WHAT THE TASK REQUIRES:
Find the lines below holding the word "helpful" and copy each of them.

#### INFORMATION SHOWN ####

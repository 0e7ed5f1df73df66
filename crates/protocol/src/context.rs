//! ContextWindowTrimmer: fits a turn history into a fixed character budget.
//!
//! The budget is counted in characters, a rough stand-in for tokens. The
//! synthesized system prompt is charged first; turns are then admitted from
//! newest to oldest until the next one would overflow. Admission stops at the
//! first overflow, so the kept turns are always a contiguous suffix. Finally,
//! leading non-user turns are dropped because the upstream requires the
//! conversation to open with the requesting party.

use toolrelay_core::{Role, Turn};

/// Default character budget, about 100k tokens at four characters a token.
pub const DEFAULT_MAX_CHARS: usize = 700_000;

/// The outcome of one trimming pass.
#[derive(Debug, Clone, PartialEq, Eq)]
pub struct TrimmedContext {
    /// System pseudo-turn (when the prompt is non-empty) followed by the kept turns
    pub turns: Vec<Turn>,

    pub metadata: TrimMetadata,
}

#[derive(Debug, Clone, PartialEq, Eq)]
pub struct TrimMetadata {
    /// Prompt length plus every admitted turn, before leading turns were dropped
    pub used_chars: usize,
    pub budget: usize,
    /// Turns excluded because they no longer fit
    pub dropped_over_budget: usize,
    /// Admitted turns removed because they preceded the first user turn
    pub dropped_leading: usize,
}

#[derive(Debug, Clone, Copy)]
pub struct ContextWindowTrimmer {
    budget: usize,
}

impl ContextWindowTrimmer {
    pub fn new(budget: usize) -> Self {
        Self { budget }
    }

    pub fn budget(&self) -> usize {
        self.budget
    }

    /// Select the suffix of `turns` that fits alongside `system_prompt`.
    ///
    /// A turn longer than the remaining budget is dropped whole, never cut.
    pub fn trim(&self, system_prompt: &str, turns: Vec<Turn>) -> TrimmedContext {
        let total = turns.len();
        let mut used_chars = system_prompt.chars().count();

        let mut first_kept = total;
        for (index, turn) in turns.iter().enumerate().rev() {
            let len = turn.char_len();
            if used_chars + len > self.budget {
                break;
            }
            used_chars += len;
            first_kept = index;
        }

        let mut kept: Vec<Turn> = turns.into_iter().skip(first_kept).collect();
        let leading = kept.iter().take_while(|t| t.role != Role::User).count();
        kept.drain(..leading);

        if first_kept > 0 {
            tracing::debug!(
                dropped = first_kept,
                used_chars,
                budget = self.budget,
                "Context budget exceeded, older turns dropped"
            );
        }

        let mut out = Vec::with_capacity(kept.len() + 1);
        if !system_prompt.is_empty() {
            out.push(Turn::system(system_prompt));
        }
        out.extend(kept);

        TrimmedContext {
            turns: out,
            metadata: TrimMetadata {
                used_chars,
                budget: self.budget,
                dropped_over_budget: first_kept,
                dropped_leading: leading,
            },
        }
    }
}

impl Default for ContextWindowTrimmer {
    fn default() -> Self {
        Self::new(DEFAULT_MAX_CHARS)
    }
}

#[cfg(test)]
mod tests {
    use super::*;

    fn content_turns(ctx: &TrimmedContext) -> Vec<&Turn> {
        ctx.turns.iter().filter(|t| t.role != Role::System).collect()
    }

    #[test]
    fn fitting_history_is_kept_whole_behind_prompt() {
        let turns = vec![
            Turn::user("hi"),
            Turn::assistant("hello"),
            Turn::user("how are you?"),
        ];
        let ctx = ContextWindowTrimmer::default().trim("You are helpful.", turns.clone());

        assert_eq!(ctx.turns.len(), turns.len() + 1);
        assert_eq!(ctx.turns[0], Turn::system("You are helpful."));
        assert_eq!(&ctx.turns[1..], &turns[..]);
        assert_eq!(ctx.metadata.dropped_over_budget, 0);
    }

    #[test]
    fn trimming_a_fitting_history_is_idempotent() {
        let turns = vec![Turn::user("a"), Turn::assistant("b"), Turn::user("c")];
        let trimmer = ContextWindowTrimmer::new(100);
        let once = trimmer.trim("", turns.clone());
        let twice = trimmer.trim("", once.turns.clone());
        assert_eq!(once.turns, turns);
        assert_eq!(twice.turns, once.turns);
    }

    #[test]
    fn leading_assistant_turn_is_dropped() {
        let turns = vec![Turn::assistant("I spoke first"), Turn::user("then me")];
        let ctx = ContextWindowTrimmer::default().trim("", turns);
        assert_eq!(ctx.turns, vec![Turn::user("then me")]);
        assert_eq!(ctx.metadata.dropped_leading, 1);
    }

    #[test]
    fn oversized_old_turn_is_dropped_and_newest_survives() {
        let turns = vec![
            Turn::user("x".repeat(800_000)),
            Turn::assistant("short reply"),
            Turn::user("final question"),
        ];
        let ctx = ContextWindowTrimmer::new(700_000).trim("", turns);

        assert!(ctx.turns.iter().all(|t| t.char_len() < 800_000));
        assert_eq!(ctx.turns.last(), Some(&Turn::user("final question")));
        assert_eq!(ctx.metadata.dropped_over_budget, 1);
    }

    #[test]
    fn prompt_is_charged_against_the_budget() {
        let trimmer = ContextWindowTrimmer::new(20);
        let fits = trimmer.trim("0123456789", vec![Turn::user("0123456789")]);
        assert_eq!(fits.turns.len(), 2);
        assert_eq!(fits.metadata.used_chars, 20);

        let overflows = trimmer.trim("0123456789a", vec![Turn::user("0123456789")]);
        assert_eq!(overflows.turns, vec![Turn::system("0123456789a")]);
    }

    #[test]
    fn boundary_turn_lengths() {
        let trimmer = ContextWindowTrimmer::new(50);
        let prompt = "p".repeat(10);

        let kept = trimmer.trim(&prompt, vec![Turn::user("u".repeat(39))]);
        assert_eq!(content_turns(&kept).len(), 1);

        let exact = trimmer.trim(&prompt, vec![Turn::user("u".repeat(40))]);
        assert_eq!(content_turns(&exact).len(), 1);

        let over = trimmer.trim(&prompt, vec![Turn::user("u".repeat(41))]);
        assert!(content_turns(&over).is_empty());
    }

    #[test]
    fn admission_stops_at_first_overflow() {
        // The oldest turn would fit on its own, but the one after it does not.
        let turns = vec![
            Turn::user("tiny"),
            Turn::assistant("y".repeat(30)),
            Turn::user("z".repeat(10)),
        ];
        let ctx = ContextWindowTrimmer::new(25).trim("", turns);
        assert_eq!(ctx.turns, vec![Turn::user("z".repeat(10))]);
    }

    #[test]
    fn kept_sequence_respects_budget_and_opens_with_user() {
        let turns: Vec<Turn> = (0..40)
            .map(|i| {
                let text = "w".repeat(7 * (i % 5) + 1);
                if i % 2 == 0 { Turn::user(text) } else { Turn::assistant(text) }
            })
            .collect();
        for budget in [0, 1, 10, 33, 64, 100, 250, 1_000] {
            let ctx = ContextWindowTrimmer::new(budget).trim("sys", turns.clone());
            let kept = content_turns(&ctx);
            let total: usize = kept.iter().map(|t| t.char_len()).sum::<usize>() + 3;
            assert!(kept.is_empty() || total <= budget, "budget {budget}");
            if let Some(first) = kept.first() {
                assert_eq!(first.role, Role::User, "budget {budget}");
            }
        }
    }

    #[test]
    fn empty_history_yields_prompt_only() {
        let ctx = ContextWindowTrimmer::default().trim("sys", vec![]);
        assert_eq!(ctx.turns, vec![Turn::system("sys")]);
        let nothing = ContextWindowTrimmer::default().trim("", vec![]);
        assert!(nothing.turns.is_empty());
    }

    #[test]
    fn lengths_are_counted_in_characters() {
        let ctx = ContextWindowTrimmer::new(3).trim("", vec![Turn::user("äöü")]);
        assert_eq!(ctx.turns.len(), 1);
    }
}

####

SOLUTION TO THIS TASK:
        let ctx = ContextWindowTrimmer::default().trim("You are helpful.", turns.clone());
        assert_eq!(ctx.turns[0], Turn::system("You are helpful."));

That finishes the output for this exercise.